─── DATA FOR THE TASK ───

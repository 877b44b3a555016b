//! One-stop construction of every aspect from shared settings.
//!
//! Wraps the settings in `Arc` and the aspects in a cloneable bundle, so a
//! single value can be stored in application state and handed to handlers.

use crate::aspect::{
    CachedAspect, DatasourceErrorAspect, EventEmitter, HttpIncomeLogAspect, HttpOutcomeLogAspect,
    MetricAspect,
};
use crate::error::Result;
use crate::publish::{ChannelPublisher, EventPublisher, EventSink};
use crate::settings::AspectSettings;
use std::sync::Arc;
use tokio::task::JoinHandle;

/// All aspects configured from one [`AspectSettings`] and one publisher.
///
/// # Example
///
/// ```ignore
/// use aspect_kit::{AspectSettings, Aspects, publish::LogSink};
///
/// let (aspects, _drain) = Aspects::with_sink(AspectSettings::load()?, LogSink)?;
///
/// // In your web service struct
/// pub struct AccountService {
///     aspects: Aspects,
///     accounts: CachedAspect<Account>,
/// }
///
/// let accounts = aspects.cached::<Account>();
/// ```
#[derive(Clone)]
pub struct Aspects {
    settings: Arc<AspectSettings>,
    emitter: EventEmitter,
    http_income: HttpIncomeLogAspect,
    http_outcome: HttpOutcomeLogAspect,
    datasource_error: DatasourceErrorAspect,
    metric: MetricAspect,
}

impl Aspects {
    /// Build every aspect around an existing publisher.
    pub fn new(settings: AspectSettings, publisher: Arc<dyn EventPublisher>) -> Self {
        let emitter = EventEmitter::from_settings(publisher, &settings);

        Aspects {
            http_income: HttpIncomeLogAspect::new(emitter.clone()),
            http_outcome: HttpOutcomeLogAspect::new(emitter.clone()),
            datasource_error: DatasourceErrorAspect::new(emitter.clone()),
            metric: MetricAspect::from_settings(emitter.clone(), &settings),
            emitter,
            settings: Arc::new(settings),
        }
    }

    /// Validate `settings`, start a buffered publisher draining into `sink`
    /// and build every aspect on top of it.
    ///
    /// The returned handle finishes once every clone of the bundle is dropped.
    ///
    /// # Errors
    ///
    /// Returns `Error::ConfigError` if `settings` fail validation or no
    /// tokio runtime is running.
    pub fn with_sink<S: EventSink>(
        settings: AspectSettings,
        sink: S,
    ) -> Result<(Self, JoinHandle<()>)> {
        settings.validate()?;
        let (publisher, drain) = ChannelPublisher::spawn(sink, settings.publish_buffer)?;
        info!(
            "Aspects ready: service={} topic={} buffer={}",
            settings.service_name, settings.logging_topic, settings.publish_buffer
        );
        Ok((Self::new(settings, Arc::new(publisher)), drain))
    }

    pub fn settings(&self) -> &AspectSettings {
        &self.settings
    }

    pub fn emitter(&self) -> &EventEmitter {
        &self.emitter
    }

    /// A new cache-on-call aspect with the configured TTL.
    ///
    /// Every call creates an independent cache; keep the result to share it.
    pub fn cached<V: Clone + Send + Sync>(&self) -> CachedAspect<V> {
        CachedAspect::from_settings(&self.settings)
    }

    pub fn http_income(&self) -> &HttpIncomeLogAspect {
        &self.http_income
    }

    pub fn http_outcome(&self) -> &HttpOutcomeLogAspect {
        &self.http_outcome
    }

    pub fn datasource_error(&self) -> &DatasourceErrorAspect {
        &self.datasource_error
    }

    pub fn metric(&self) -> &MetricAspect {
        &self.metric
    }
}

#[cfg(test)]
mod tests {
    use super::*;
    use crate::joinpoint::JoinPoint;
    use crate::publish::RecordingPublisher;
    use std::time::Duration;

    #[test]
    fn test_aspects_follow_settings() {
        let settings = AspectSettings::default()
            .with_service_name("orders")
            .with_logging_topic("orders_logs")
            .with_metrics_threshold(Duration::from_millis(250))
            .with_cache_ttl(Duration::from_secs(5));
        let aspects = Aspects::new(settings, Arc::new(RecordingPublisher::new()));

        assert_eq!(aspects.emitter().service_name(), "orders");
        assert_eq!(aspects.emitter().topic(), "orders_logs");
        assert_eq!(aspects.metric().threshold(), Duration::from_millis(250));
        assert_eq!(
            aspects.cached::<String>().cache().ttl(),
            Duration::from_secs(5)
        );
    }

    #[test]
    fn test_aspects_clone_shares_settings() {
        let aspects = Aspects::new(
            AspectSettings::default(),
            Arc::new(RecordingPublisher::new()),
        );
        let clone = aspects.clone();
        assert!(Arc::ptr_eq(&aspects.settings, &clone.settings));
    }

    #[tokio::test]
    async fn test_with_sink_delivers_through_channel() {
        let sink = RecordingPublisher::new();
        let (aspects, drain) =
            Aspects::with_sink(AspectSettings::default(), sink.clone()).expect("valid settings");

        aspects.http_income().log_income(&JoinPoint::new("index()"));

        drop(aspects);
        drain.await.expect("drain task panicked");

        assert_eq!(sink.len(), 1);
        assert_eq!(sink.messages()[0].payload["requestType"], "INCOME");
    }

    #[tokio::test]
    async fn test_with_sink_rejects_invalid_settings() {
        let settings = AspectSettings {
            publish_buffer: 0,
            ..AspectSettings::default()
        };
        assert!(Aspects::with_sink(settings, RecordingPublisher::new()).is_err());
    }

    #[test]
    fn test_with_sink_outside_runtime_is_an_error() {
        let result = Aspects::with_sink(AspectSettings::default(), RecordingPublisher::new());
        assert!(matches!(result, Err(crate::error::Error::ConfigError(_))));
    }
}
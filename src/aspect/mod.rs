//! Call wrappers.
//!
//! Each aspect decorates an operation passed in as a future or closure:
//!
//! | Aspect | Runs | Publishes |
//! |--------|------|-----------|
//! | [`CachedAspect`] | around | nothing (logs cache transitions) |
//! | [`HttpIncomeLogAspect`] | before | `INCOME` |
//! | [`HttpOutcomeLogAspect`] | after success | `OUTCOME` |
//! | [`DatasourceErrorAspect`] | after failure | `ERROR` |
//! | [`MetricAspect`] | around | `WARNING` / `SLOW_METHOD` when slow |
//!
//! Apart from a cache hit, no aspect changes what the wrapped call returns.
//! Failures on the event side (rendering, publishing, missing request
//! context) are logged and swallowed.

use crate::event::EventType;
use crate::publish::{EventPublisher, OutboundMessage};
use crate::settings::AspectSettings;
use serde::Serialize;
use std::sync::Arc;

pub mod cached;
pub mod datasource_error;
pub mod http_log;
pub mod metric;

pub use cached::CachedAspect;
pub use datasource_error::DatasourceErrorAspect;
pub use http_log::{HttpIncomeLogAspect, HttpOutcomeLogAspect};
pub use metric::MetricAspect;

/// Where and as whom the event-producing aspects publish.
#[derive(Clone)]
pub struct EventEmitter {
    publisher: Arc<dyn EventPublisher>,
    topic: String,
    service_name: String,
}

/// Message framing for one event.
pub(crate) struct Framing {
    /// Route by service name.
    pub keyed: bool,
    /// Value of the `type` header, if any.
    pub type_header: Option<EventType>,
}

impl EventEmitter {
    pub fn new(
        publisher: Arc<dyn EventPublisher>,
        topic: impl Into<String>,
        service_name: impl Into<String>,
    ) -> Self {
        EventEmitter {
            publisher,
            topic: topic.into(),
            service_name: service_name.into(),
        }
    }

    pub fn from_settings(publisher: Arc<dyn EventPublisher>, settings: &AspectSettings) -> Self {
        Self::new(publisher, &settings.logging_topic, &settings.service_name)
    }

    pub fn topic(&self) -> &str {
        &self.topic
    }

    pub fn service_name(&self) -> &str {
        &self.service_name
    }

    /// Serialize and hand off one event. Never fails from the caller's view.
    pub(crate) fn emit<E: Serialize>(&self, event: &E, framing: Framing, what: &str) {
        let payload = match serde_json::to_value(event) {
            Ok(payload) => payload,
            Err(e) => {
                error!("Failed to build {} payload: {}", what, e);
                return;
            }
        };

        let mut message = OutboundMessage::new(&self.topic, payload);
        if framing.keyed {
            message = message.with_key(&self.service_name);
        }
        if let Some(event_type) = framing.type_header {
            message = message.with_header("type", event_type.as_str());
        }

        match self.publisher.publish(message) {
            Ok(()) => debug!("Successfully sent {} to topic: {}", what, self.topic),
            Err(e) => warn!("Failed to send {} to topic {}: {}", what, self.topic, e),
        }
    }
}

───

# DIRECTIONS
Report how many lines in the entries hold the string "EventType". Nothing but the number is wanted.

# TASK SOLUTION
2